EXERCISE OBJECTIVE = Working from the top of the records below, reproduce each line exactly, ending once you have written the line containing "slot), and a slot".

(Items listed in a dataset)
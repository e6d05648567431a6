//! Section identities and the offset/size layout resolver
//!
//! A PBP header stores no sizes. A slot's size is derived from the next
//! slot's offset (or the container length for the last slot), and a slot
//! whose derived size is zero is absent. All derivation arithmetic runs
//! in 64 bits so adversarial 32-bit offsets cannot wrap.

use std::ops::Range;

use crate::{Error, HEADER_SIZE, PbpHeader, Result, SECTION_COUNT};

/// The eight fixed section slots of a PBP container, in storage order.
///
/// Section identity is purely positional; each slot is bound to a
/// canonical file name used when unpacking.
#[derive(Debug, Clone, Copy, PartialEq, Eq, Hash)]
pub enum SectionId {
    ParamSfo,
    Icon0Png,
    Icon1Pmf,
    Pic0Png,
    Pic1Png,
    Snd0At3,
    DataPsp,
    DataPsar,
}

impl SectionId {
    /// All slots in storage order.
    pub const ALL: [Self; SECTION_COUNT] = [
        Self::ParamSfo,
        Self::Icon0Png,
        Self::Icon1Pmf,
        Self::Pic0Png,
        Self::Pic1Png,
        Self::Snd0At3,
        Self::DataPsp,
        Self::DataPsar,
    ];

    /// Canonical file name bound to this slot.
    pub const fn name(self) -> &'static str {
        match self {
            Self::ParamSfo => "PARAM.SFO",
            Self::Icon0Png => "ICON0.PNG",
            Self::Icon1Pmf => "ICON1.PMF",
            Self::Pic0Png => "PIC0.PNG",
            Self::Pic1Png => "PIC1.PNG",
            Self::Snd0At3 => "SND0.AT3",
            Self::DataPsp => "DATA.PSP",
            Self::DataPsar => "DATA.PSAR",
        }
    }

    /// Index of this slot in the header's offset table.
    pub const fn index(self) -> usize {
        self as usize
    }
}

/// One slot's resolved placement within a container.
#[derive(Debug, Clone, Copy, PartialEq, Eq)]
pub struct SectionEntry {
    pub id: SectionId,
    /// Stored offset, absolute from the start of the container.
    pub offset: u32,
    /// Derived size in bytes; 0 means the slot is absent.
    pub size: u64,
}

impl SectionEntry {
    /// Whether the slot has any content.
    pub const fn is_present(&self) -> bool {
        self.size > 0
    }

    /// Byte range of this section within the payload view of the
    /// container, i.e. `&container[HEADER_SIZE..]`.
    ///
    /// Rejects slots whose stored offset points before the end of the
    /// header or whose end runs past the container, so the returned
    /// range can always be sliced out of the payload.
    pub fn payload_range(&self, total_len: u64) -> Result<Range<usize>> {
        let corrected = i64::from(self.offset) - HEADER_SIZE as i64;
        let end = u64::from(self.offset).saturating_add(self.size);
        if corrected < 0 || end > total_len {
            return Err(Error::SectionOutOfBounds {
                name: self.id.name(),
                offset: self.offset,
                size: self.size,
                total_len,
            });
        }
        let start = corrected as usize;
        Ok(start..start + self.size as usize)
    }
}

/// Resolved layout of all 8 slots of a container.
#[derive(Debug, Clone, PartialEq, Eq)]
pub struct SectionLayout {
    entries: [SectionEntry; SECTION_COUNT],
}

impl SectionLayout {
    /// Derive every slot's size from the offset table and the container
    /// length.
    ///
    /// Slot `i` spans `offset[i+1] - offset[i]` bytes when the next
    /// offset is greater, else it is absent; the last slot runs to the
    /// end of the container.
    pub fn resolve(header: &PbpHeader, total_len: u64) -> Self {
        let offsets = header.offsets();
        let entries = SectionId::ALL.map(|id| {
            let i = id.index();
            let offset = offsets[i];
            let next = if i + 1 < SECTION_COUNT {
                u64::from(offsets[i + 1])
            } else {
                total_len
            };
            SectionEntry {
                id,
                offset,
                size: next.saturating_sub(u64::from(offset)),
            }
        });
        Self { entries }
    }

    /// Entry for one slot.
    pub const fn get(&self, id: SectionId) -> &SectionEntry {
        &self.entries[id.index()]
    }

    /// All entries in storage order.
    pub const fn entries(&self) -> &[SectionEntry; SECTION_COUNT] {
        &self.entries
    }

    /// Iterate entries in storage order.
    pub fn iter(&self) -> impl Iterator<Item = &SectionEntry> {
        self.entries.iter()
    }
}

TASK RESULT =
repository e6d05648567431a6
//! Section identities and the offset/size layout resolver
//!
//! A PBP header stores no sizes. A slot's size is derived from the next
//! slot's offset (or the container length for the last slot), and a slot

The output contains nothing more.